● THE PROBLEM
Extract every line from the records below that contains the word "validation".

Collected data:
>>>
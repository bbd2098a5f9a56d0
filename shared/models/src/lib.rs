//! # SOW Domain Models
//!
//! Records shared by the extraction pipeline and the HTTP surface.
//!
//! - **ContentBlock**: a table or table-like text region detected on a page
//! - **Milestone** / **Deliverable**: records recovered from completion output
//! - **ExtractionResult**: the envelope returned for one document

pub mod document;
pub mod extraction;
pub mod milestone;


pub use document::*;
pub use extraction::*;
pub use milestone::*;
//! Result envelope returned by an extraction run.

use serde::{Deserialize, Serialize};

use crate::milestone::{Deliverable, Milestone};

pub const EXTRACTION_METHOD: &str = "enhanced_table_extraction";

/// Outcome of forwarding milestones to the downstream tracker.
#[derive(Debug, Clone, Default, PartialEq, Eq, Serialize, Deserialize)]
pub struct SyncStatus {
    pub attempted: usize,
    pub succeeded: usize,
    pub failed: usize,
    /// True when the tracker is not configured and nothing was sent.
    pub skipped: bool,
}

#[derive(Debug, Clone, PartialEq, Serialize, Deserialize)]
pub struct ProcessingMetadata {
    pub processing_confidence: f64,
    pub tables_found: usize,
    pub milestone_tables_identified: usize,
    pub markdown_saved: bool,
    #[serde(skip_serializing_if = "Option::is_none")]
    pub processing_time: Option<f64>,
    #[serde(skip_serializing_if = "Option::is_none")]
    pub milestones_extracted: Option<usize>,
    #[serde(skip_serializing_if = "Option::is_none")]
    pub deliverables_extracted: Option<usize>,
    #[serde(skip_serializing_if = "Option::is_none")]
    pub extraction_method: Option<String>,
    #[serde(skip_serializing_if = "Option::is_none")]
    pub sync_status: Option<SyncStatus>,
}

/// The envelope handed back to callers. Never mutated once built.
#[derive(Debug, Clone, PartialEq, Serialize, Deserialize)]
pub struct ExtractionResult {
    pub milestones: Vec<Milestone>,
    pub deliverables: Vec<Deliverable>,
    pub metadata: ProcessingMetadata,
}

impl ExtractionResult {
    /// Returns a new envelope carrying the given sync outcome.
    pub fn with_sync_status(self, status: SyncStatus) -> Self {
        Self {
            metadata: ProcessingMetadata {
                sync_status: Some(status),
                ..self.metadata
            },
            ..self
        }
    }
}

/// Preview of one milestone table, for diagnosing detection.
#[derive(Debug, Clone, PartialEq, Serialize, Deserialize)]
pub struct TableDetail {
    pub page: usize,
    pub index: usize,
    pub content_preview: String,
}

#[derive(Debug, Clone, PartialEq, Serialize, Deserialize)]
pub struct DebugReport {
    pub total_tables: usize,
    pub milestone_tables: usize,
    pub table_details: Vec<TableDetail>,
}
<<<
>>>
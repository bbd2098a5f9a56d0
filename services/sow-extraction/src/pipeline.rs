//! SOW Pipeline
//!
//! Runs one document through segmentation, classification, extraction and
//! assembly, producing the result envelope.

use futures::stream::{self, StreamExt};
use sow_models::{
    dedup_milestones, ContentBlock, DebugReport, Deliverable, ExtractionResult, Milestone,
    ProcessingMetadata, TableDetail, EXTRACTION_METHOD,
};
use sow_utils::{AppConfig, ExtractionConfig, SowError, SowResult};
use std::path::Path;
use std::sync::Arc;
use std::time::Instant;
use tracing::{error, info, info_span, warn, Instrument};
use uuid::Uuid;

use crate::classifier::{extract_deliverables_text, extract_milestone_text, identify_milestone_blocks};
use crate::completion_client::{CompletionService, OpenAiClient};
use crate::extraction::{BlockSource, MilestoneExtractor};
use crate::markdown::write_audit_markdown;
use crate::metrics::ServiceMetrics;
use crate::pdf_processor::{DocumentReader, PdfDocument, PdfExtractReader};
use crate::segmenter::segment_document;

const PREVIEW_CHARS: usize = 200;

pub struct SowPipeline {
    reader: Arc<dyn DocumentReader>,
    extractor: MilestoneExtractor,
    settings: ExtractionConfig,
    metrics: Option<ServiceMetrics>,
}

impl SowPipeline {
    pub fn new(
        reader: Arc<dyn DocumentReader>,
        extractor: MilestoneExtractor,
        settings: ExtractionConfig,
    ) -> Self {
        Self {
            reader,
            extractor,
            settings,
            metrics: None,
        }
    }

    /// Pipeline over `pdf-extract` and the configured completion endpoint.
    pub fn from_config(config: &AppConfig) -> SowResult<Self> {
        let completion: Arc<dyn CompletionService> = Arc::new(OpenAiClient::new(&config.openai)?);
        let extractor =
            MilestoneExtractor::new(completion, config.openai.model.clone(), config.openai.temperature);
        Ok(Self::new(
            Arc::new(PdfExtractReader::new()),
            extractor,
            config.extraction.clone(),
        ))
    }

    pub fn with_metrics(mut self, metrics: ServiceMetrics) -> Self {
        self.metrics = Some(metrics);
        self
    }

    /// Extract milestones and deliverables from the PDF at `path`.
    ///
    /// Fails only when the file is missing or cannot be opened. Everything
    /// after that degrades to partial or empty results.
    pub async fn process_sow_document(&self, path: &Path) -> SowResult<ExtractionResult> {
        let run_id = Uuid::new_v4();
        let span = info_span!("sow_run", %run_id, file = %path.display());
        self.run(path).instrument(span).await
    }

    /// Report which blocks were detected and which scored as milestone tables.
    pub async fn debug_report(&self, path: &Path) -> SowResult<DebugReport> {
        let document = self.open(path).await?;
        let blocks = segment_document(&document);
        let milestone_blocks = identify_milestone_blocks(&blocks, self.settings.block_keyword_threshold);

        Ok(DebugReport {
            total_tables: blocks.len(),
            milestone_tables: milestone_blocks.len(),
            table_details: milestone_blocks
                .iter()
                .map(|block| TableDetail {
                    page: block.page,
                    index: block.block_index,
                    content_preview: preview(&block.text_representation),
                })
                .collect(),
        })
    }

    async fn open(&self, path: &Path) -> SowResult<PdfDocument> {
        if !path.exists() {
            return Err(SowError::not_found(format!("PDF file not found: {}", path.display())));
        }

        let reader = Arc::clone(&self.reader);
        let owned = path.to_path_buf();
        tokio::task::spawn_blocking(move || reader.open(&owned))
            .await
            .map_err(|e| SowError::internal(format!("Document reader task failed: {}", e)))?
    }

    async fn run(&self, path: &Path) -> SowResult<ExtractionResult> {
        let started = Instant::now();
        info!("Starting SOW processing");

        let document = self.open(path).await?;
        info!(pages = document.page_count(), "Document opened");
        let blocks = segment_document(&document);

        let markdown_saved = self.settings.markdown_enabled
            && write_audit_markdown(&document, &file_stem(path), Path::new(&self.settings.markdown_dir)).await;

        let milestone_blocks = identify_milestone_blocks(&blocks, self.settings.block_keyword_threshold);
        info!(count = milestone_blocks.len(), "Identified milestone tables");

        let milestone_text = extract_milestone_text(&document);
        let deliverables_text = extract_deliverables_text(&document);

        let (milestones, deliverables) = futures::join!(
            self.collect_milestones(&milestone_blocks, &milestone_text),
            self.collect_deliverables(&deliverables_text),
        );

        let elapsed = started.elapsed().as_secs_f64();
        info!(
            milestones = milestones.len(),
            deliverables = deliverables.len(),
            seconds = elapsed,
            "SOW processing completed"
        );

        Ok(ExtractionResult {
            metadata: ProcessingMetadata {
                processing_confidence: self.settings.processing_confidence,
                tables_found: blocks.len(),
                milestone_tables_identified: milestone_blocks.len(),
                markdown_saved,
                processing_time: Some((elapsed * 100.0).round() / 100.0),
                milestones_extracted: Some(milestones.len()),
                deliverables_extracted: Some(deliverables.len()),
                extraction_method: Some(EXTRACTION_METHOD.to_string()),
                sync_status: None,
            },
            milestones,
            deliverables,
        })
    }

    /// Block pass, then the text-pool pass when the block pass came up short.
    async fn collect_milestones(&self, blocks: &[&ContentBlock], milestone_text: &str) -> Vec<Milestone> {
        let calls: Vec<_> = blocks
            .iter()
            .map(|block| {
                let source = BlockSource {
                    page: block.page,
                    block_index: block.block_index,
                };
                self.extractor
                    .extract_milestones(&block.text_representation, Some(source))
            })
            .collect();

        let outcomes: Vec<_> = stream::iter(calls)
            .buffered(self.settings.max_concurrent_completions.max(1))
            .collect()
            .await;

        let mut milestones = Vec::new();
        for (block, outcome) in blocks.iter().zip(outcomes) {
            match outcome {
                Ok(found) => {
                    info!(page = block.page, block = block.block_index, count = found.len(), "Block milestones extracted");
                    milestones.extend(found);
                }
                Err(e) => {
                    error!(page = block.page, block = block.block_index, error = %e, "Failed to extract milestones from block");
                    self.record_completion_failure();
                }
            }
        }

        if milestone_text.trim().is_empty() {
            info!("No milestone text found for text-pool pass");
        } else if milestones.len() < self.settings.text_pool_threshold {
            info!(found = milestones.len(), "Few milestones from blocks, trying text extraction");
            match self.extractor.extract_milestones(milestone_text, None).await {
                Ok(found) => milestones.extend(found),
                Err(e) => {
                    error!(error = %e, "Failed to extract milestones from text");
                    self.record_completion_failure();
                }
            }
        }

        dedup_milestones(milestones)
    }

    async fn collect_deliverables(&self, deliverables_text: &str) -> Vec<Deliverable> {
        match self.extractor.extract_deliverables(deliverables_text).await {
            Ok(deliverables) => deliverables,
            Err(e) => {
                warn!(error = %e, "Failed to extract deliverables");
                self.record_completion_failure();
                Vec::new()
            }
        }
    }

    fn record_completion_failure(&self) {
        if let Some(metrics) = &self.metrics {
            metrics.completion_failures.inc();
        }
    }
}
<<<
>>>
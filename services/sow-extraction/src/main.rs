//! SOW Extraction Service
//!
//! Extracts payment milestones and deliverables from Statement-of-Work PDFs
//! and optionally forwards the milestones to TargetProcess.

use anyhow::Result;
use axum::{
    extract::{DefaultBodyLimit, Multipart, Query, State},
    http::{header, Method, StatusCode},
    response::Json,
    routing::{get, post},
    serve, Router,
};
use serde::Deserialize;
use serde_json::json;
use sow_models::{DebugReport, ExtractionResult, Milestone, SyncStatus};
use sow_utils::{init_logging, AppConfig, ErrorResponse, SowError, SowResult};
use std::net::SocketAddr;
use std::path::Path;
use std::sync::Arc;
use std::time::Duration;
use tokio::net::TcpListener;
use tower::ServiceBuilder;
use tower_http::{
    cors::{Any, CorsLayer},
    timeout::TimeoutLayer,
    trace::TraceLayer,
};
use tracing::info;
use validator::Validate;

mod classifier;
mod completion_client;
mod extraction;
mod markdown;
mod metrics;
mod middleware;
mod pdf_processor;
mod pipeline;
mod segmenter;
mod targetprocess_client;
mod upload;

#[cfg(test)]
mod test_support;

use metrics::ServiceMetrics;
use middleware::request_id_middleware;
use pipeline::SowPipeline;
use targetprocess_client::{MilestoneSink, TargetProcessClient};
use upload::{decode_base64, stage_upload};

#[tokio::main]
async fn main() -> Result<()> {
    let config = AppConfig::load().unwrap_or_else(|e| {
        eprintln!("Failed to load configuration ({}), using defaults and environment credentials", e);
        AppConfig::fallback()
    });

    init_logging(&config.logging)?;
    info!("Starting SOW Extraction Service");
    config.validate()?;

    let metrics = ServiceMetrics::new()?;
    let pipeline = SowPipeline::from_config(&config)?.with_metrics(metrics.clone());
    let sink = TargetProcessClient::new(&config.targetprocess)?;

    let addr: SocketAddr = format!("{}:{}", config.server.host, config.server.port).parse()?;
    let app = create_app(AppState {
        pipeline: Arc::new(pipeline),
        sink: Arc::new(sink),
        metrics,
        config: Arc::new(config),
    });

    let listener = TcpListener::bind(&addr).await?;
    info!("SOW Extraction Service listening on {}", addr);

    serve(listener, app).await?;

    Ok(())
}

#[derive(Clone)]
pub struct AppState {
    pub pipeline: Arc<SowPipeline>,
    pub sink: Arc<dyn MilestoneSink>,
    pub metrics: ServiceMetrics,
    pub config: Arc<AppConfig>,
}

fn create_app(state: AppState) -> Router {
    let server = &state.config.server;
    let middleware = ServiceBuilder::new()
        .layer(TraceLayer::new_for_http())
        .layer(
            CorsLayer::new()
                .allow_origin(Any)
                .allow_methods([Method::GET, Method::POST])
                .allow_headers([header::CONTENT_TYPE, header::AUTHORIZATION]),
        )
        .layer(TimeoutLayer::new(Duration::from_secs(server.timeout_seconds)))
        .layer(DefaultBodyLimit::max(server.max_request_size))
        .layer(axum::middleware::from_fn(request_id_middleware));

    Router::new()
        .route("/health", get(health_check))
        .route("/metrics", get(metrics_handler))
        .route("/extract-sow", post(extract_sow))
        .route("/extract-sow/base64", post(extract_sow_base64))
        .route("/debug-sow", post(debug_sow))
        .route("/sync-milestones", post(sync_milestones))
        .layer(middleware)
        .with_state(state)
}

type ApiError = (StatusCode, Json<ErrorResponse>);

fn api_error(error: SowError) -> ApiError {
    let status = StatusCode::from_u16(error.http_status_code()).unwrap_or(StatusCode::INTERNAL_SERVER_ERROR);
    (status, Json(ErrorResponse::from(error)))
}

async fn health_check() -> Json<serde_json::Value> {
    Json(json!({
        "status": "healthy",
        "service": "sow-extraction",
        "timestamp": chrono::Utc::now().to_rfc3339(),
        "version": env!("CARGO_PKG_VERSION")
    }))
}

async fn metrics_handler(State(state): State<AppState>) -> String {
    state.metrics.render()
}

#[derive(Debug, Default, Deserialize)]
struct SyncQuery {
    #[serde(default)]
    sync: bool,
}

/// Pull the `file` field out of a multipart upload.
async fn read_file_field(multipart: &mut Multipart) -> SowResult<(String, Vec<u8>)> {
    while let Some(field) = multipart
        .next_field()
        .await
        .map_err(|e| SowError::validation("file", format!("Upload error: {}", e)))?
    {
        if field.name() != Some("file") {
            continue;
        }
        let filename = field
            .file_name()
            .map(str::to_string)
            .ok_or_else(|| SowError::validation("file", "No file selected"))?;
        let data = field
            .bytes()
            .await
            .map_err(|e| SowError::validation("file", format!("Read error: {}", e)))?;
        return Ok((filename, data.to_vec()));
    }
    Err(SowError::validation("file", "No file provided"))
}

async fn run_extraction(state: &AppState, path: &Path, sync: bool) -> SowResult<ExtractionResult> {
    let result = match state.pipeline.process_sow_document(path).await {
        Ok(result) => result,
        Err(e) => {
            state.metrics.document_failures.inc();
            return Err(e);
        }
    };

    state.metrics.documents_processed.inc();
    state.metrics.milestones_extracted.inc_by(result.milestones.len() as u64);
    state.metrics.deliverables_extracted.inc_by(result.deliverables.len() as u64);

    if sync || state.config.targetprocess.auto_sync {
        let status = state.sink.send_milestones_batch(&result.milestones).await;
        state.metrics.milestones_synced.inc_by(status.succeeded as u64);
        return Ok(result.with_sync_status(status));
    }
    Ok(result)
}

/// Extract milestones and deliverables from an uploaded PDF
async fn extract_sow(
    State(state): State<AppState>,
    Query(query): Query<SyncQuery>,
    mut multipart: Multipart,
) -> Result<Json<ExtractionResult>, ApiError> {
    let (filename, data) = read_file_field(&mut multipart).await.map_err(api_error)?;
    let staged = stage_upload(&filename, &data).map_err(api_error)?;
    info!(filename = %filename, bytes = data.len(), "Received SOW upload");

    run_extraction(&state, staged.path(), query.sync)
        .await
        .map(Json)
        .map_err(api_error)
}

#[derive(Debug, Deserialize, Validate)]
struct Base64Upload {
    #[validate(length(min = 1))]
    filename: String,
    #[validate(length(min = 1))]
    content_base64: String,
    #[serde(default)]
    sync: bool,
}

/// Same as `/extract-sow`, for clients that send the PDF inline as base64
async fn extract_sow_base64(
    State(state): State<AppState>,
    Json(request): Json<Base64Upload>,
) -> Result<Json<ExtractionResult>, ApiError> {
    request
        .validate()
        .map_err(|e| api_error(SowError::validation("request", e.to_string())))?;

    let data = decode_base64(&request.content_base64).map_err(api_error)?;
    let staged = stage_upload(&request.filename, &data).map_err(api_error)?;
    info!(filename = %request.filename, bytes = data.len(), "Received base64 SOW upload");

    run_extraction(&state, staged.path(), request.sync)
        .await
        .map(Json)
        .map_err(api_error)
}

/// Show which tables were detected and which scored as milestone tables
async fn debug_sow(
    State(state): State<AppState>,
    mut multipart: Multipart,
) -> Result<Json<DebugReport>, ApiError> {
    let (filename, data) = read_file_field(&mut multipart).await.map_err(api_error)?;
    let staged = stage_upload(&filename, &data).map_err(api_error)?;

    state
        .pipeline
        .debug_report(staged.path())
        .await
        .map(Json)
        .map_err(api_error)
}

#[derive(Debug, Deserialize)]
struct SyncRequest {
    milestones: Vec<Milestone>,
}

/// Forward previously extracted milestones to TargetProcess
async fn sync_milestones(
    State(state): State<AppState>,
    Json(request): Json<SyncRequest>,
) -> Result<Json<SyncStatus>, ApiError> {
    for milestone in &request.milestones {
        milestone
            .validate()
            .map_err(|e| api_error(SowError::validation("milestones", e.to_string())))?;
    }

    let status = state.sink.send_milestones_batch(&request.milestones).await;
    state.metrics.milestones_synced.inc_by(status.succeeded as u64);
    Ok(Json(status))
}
<<<
● WORKED SOLUTION
        .map_err(|e| SowError::validation("file", format!("Upload error: {}", e)))?
            .ok_or_else(|| SowError::validation("file", "No file selected"))?;
            .map_err(|e| SowError::validation("file", format!("Read error: {}", e)))?;
    Err(SowError::validation("file", "No file provided"))
        .map_err(|e| api_error(SowError::validation("request", e.to_string())))?;
            .map_err(|e| api_error(SowError::validation("milestones", e.to_string())))?;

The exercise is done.